Investigating Abuse Tolerance and Improved Cycle Life in Si Anode Systems with Novel Electrolyte Design

Abstract

Si has emerged as the most promising successor to graphite as an anode material in Lithium-ion batteries. Known to have nearly ten times the capacity of graphite, Si is increasingly being used to partially replace traditional graphite to raise the overall energy density of a cell. High nickel cathode chemistries such as NMC811 are also of particular interest due to its high specific capacity and low cobalt content, which drives down cost. Pairing these active materials is an obvious design choice, however it results in combining their respective drawbacks. Relative to lower nickel NMCs, NMC811 has been shown to be more reactive with carbonate electrolyte components and is known to be more violently reactive upon thermal decomposition. Si based materials swell dramatically upon lithiation, causing the SEI layer to break and reform with repeated cycling, consuming the electrolyte in the process. In combination, high energy density also implies increased safety concerns. To overcome these problems new electrolyte additives are needed.We report a new family of electrolyte additives designed to improve the robustness of the SEI and overall stability of the electrolyte system, which carries significance in improving cycle life and abuse tolerance in higher energy density cells.
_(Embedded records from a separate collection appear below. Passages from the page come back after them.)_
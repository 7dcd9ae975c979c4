//! CLI bootstrap, the composition root.
//!
//! This is the only place where the runtime pieces are wired together for
//! the CLI adapter: environment facts are captured, settings are loaded (or
//! created on first run), and the [`EngineService`] is composed. Command
//! handlers receive the finished context and delegate to it.

use anyhow::{Context, Result, bail};

use helio_core::paths::{AppPaths, EnvironmentFacts};
use helio_core::settings::UserSettings;
use helio_runtime::verify::DEFAULT_VERIFY_TIMEOUT;
use helio_runtime::{EngineService, SettingsStore, VerificationReport};

use crate::prompt::confirm;

/// Bootstrap options taken from global CLI flags.
#[derive(Debug, Clone, Copy, Default)]
pub struct BootstrapOptions {
    /// Answer yes to all prompts (first-run defaults, verification
    /// failures).
    pub assume_yes: bool,
    /// Skip the startup verification probe.
    pub skip_verify: bool,
}

/// Fully composed context for CLI commands.
pub struct CliContext {
    /// The engine service facade.
    pub service: EngineService,
    /// Settings persistence, kept for handlers that rewrite settings.
    pub store: SettingsStore,
    /// Environment facts the context was built from.
    pub facts: EnvironmentFacts,
}

impl CliContext {
    /// Access the engine service.
    pub const fn service(&self) -> &EngineService {
        &self.service
    }
}

/// Capture facts and open the settings store without composing the engine.
///
/// Used by `setup` and `paths`, which must work before any settings exist.
pub fn open_store() -> Result<(EnvironmentFacts, AppPaths, SettingsStore)> {
    let facts = EnvironmentFacts::detect().context("failed to detect environment")?;
    let paths = AppPaths::resolve(&facts).context("failed to resolve application paths")?;
    let store = SettingsStore::new(paths.settings_file());
    Ok((facts, paths, store))
}

/// Compose the full CLI context.
///
/// On first run the user is offered the default directories; declining
/// points them at `helio setup`. Engine verification runs once here and a
/// failed probe asks whether to continue.
pub async fn bootstrap(options: BootstrapOptions) -> Result<CliContext> {
    let (facts, paths, store) = open_store()?;

    let settings = match store.load() {
        Some(settings) => settings,
        None => {
            let defaults = UserSettings::defaults(&paths.exe_root);
            println!("No settings found at {}", store.path().display());
            println!("  templates: {}", defaults.templates_dir.display());
            println!("  output:    {}", defaults.output_dir.display());

            if !options.assume_yes && !confirm("Use these default directories?", true)? {
                bail!("run `helio setup` to choose directories");
            }

            store.save(&defaults).context("failed to write settings")?;
            defaults
        }
    };

    let mut service = EngineService::bootstrap(&facts, &settings)?;

    if let Some(error) = service.init_error() {
        bail!("{error}");
    }

    if !options.skip_verify {
        let report = service.verify_engine(DEFAULT_VERIFY_TIMEOUT).await;
        if let Some(report) = report
            && !report.verified
        {
            print_verification_failure(&report, &facts);
            if !options.assume_yes && !confirm("Continue anyway?", false)? {
                bail!("aborted after failed engine verification");
            }
        }
    }

    Ok(CliContext {
        service,
        store,
        facts,
    })
}

fn print_verification_failure(report: &VerificationReport, facts: &EnvironmentFacts) {
    eprintln!("Engine verification failed: {:?}", report.outcome);
    eprintln!();
    eprintln!("{}", VerificationReport::troubleshooting(facts.profile.os));
}
//! Per-request engine command execution.
//!
//! Each request maps to exactly one process spawn and one classified result;
//! there are no retries at this layer. The request contract is just
//! `(command, args)` — directory configuration travels in environment
//! variables so the argv shape never changes when configuration grows.

use std::process::Stdio;
use std::time::{Duration, Instant};

use helio_core::paths::AppPaths;
use helio_core::platform::PlatformProfile;
use serde_json::Value;
use tokio::process::Command;
use tokio::time::timeout;
use tracing::{debug, warn};

use crate::error::{EngineError, EngineResult};
use crate::locator::EngineHandle;
use crate::provision::DirectoryLayout;

/// Env var carrying the user templates directory (absolute).
pub const ENV_USER_TEMPLATES: &str = "HELIO_USER_TEMPLATES";
/// Env var carrying the bundled templates directory (absolute).
pub const ENV_BUNDLED_TEMPLATES: &str = "HELIO_BUNDLED_TEMPLATES";
/// Env var carrying the output directory (absolute).
pub const ENV_OUTPUT_DIR: &str = "HELIO_OUTPUT_DIR";

/// Bound on a single engine invocation; the child is killed when it
/// elapses. Codec runs on large inputs are slow, so this is deliberately
/// generous.
pub const DEFAULT_REQUEST_TIMEOUT: Duration = Duration::from_secs(120);

/// One engine invocation: a command name and its ordered string arguments.
#[derive(Debug, Clone, PartialEq, Eq)]
pub struct EngineRequest {
    pub command: String,
    pub args: Vec<String>,
}

impl EngineRequest {
    pub fn new(command: impl Into<String>, args: Vec<String>) -> Self {
        Self {
            command: command.into(),
            args,
        }
    }
}

/// The classified result of one invocation: the parsed JSON payload on
/// success, a typed failure otherwise.
pub type EngineResponse = EngineResult<Value>;

/// Builds, spawns, and classifies engine invocations.
#[derive(Debug)]
pub struct CommandExecutor {
    paths: AppPaths,
    profile: PlatformProfile,
    request_timeout: Duration,
}

impl CommandExecutor {
    #[must_use]
    pub fn new(paths: AppPaths, profile: PlatformProfile) -> Self {
        Self {
            paths,
            profile,
            request_timeout: DEFAULT_REQUEST_TIMEOUT,
        }
    }

    /// Override the per-request timeout (tests use a short one).
    #[must_use]
    pub const fn with_request_timeout(mut self, request_timeout: Duration) -> Self {
        self.request_timeout = request_timeout;
        self
    }

    /// Execute one request against the resolved engine.
    ///
    /// A bundled engine receives `[command, args...]` directly; a system
    /// interpreter is prefixed with the engine script path. The working
    /// directory is always the executable-adjacent root — resource lookups
    /// are defined relative to where the user-visible executable lives, and
    /// it doubles as the bundled runtime's extraction directory.
    pub async fn execute(
        &self,
        request: &EngineRequest,
        handle: &EngineHandle,
        layout: &DirectoryLayout,
    ) -> EngineResponse {
        let mut cmd = self.build_command(request, handle);

        cmd.current_dir(&self.paths.exe_root)
            .env(ENV_USER_TEMPLATES, &layout.user_templates_dir)
            .env(ENV_BUNDLED_TEMPLATES, &layout.bundled_templates_dir)
            .env(ENV_OUTPUT_DIR, &layout.output_dir)
            .stdout(Stdio::piped())
            .stderr(Stdio::piped())
            .stdin(Stdio::null())
            .kill_on_drop(true);

        debug!(command = %request.command, "executing engine command");
        let started = Instant::now();

        let child = cmd.spawn().map_err(|e| EngineError::Spawn(e.to_string()))?;

        let output = match timeout(self.request_timeout, child.wait_with_output()).await {
            Ok(Ok(output)) => output,
            Ok(Err(e)) => return Err(EngineError::Spawn(e.to_string())),
            Err(_) => {
                warn!(command = %request.command, "engine command timed out, child killed");
                return Err(EngineError::Timeout {
                    elapsed: started.elapsed(),
                });
            }
        };

        let stdout = String::from_utf8_lossy(&output.stdout);
        let stderr = String::from_utf8_lossy(&output.stderr);
        classify_output(output.status.code(), output.status.success(), &stdout, &stderr)
    }

    /// Build the invocation for a request without spawning it.
    fn build_command(&self, request: &EngineRequest, handle: &EngineHandle) -> Command {
        if handle.is_bundled() {
            // Self-contained executable: command and arguments pass through
            // with no interpreter indirection.
            let mut cmd = Command::new(&handle.path);
            cmd.arg(&request.command).args(&request.args);
            return cmd;
        }

        let script = self.paths.engine_script_path();

        // The host process architecture can diverge from the hardware on
        // macOS (x86_64 shell on Apple Silicon); re-exec the interpreter
        // under the hardware architecture so its native libraries match.
        if self.profile.arch_selection_required {
            if let Some(arch) = hardware_arch() {
                debug!(%arch, "wrapping interpreter in arch selection");
                let mut cmd = Command::new("arch");
                cmd.arg(format!("-{arch}"))
                    .arg(&handle.path)
                    .arg(&script)
                    .arg(&request.command)
                    .args(&request.args);
                return cmd;
            }
            warn!("hardware architecture detection failed, using unwrapped interpreter");
        }

        let mut cmd = Command::new(&handle.path);
        cmd.arg(&script).arg(&request.command).args(&request.args);
        cmd
    }
}

/// Classify a finished invocation into the response contract.
///
/// The engine promises exactly one JSON document on stdout:
/// `{"status": "ok", ...}` or `{"status": "error", "error": "..."}`.
/// Anything else is a protocol violation. stderr is surfaced for
/// diagnostics, never parsed.
fn classify_output(
    code: Option<i32>,
    success: bool,
    stdout: &str,
    stderr: &str,
) -> EngineResponse {
    if !success {
        return Err(EngineError::Engine {
            code,
            stderr: stderr.trim().to_string(),
        });
    }

    let trimmed = stdout.trim();
    if trimmed.is_empty() {
        return Err(EngineError::protocol("no output from engine"));
    }

    let document: Value = match serde_json::from_str(trimmed) {
        Ok(value) => value,
        Err(_) => {
            return Err(EngineError::Protocol {
                message: "malformed output".into(),
                raw: stdout.to_string(),
            });
        }
    };

    if document.get("status").and_then(Value::as_str) == Some("error") {
        let message = document
            .get("error")
            .and_then(Value::as_str)
            .unwrap_or("engine reported an error without a message")
            .to_string();
        return Err(EngineError::Application(message));
    }

    Ok(document)
}

/// Detect the hardware architecture via `uname -m`. `None` degrades to the
/// unwrapped invocation.
fn hardware_arch() -> Option<String> {
    let output = std::process::Command::new("uname").arg("-m").output().ok()?;
    if !output.status.success() {
        return None;
    }
    let arch = String::from_utf8_lossy(&output.stdout).trim().to_string();
    if arch.is_empty() { None } else { Some(arch) }
}


#[cfg(all(test, unix))]
mod process_tests {
    use super::*;
    use crate::locator::EngineOrigin;
    use helio_core::platform::HostOs;
    use std::fs;
    use std::os::unix::fs::PermissionsExt;
    use std::path::Path;
    use tempfile::tempdir;

    fn executor_in(root: &Path) -> (CommandExecutor, DirectoryLayout) {
        let paths = AppPaths {
            install_root: root.join("resources"),
            exe_root: root.to_path_buf(),
            user_data_root: root.join("data"),
        };
        let layout = DirectoryLayout {
            bundled_templates_dir: root.join("resources").join("templates"),
            user_templates_dir: root.join("templates"),
            output_dir: root.join("output"),
        };
        let executor = CommandExecutor::new(paths, PlatformProfile::for_os(HostOs::Linux));
        (executor, layout)
    }

    fn fake_engine(root: &Path, script: &str) -> EngineHandle {
        let path = root.join("helio-engine");
        fs::write(&path, format!("#!/bin/sh\n{script}\n")).unwrap();
        fs::set_permissions(&path, fs::Permissions::from_mode(0o755)).unwrap();
        EngineHandle {
            path,
            origin: EngineOrigin::Bundled,
            verified: true,
        }
    }

    #[tokio::test]
    async fn bundled_engine_receives_command_and_args_directly() {
        let dir = tempdir().unwrap();
        let (executor, layout) = executor_in(dir.path());
        // Echo back argv as the payload.
        let handle = fake_engine(
            dir.path(),
            r#"printf '{"status":"ok","argv":"%s %s"}' "$1" "$2""#,
        );

        let request = EngineRequest::new("compress", vec!["image.png".into()]);
        let payload = executor.execute(&request, &handle, &layout).await.unwrap();

        assert_eq!(payload["argv"], "compress image.png");
    }

    #[tokio::test]
    async fn layout_directories_arrive_via_environment() {
        let dir = tempdir().unwrap();
        let (executor, layout) = executor_in(dir.path());
        let handle = fake_engine(
            dir.path(),
            r#"printf '{"status":"ok","user":"%s","out":"%s"}' "$HELIO_USER_TEMPLATES" "$HELIO_OUTPUT_DIR""#,
        );

        let request = EngineRequest::new("list-templates", vec![]);
        let payload = executor.execute(&request, &handle, &layout).await.unwrap();

        assert_eq!(
            payload["user"],
            layout.user_templates_dir.to_string_lossy().as_ref()
        );
        assert_eq!(payload["out"], layout.output_dir.to_string_lossy().as_ref());
    }

    #[tokio::test]
    async fn working_directory_is_the_exe_root() {
        let dir = tempdir().unwrap();
        let (executor, layout) = executor_in(dir.path());
        let handle = fake_engine(dir.path(), r#"printf '{"status":"ok","cwd":"%s"}' "$PWD""#);

        let request = EngineRequest::new("whereami", vec![]);
        let payload = executor.execute(&request, &handle, &layout).await.unwrap();

        let cwd = payload["cwd"].as_str().unwrap();
        assert_eq!(
            fs::canonicalize(cwd).unwrap(),
            fs::canonicalize(dir.path()).unwrap()
        );
    }

    #[tokio::test]
    async fn hung_command_times_out_and_kills_the_child() {
        let dir = tempdir().unwrap();
        let (executor, layout) = executor_in(dir.path());
        let executor = executor.with_request_timeout(Duration::from_millis(200));
        let handle = fake_engine(dir.path(), "sleep 60");

        let request = EngineRequest::new("compress", vec![]);
        let started = Instant::now();
        let result = executor.execute(&request, &handle, &layout).await;

        assert!(matches!(result, Err(EngineError::Timeout { .. })));
        assert!(started.elapsed() < Duration::from_secs(5));
    }

    #[tokio::test]
    async fn missing_executable_is_a_spawn_error() {
        let dir = tempdir().unwrap();
        let (executor, layout) = executor_in(dir.path());
        let handle = EngineHandle {
            path: dir.path().join("does-not-exist"),
            origin: EngineOrigin::Bundled,
            verified: false,
        };

        let request = EngineRequest::new("compress", vec![]);
        let result = executor.execute(&request, &handle, &layout).await;

        assert!(matches!(result, Err(EngineError::Spawn(_))));
    }
}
This is a tunable, drop-in solution to addressing the need for improving battery performance as well as safety. We demonstrate the effect of these additives on the SEI via analytical characterizations (SEM, XPS) and how it relates to improved long-term cycle life. The effect of additives on thermal decomposition at the material level is investigated via DSC and on the cell level via ARC, presenting a relationship between electrolyte design and inhibited electrode-electrolyte decomposition reactions. Novel electrolyte additives are thus shown to be a promising approach to resolving future high energy demand without compromising safety.